# RECORDS FOR THIS TASK
// Copyright (c) 2024-2025 DeepGraph Inc.
// SPDX-License-Identifier: Apache-2.0
//
//! Catalog change notifications

use super::model::InfoType;

#[derive(Debug, Clone, PartialEq, Eq)]
pub enum CatalogEvent {
    Added {
        info_type: InfoType,
        id: String,
    },
    Modified {
        info_type: InfoType,
        id: String,
    },
    /// `workspace` is the workspace the object lives in after the rename,
    /// `None` for workspaces themselves and global objects
    Renamed {
        info_type: InfoType,
        id: String,
        workspace: Option<String>,
        old_name: String,
        new_name: String,
    },
    Removed {
        info_type: InfoType,
        id: String,
    },
    Reloaded,
}

impl CatalogEvent {
    /// Whether the event can change the outcome of an access decision
    pub fn is_structural(&self) -> bool {
        !matches!(
            self,
            CatalogEvent::Modified {
                info_type: InfoType::Style | InfoType::Store,
                ..
            }
        )
    }
}

/// Receives catalog events synchronously, after the change is visible
pub trait CatalogListener: Send + Sync {
    fn on_event(&self, event: &CatalogEvent);
}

# TASK BRIEF
Look through the listing above. Pick out each line with "after" and copy it.

# ANSWER TO THE EXERCISE
    /// `workspace` is the workspace the object lives in after the rename,
/// Receives catalog events synchronously, after the change is visible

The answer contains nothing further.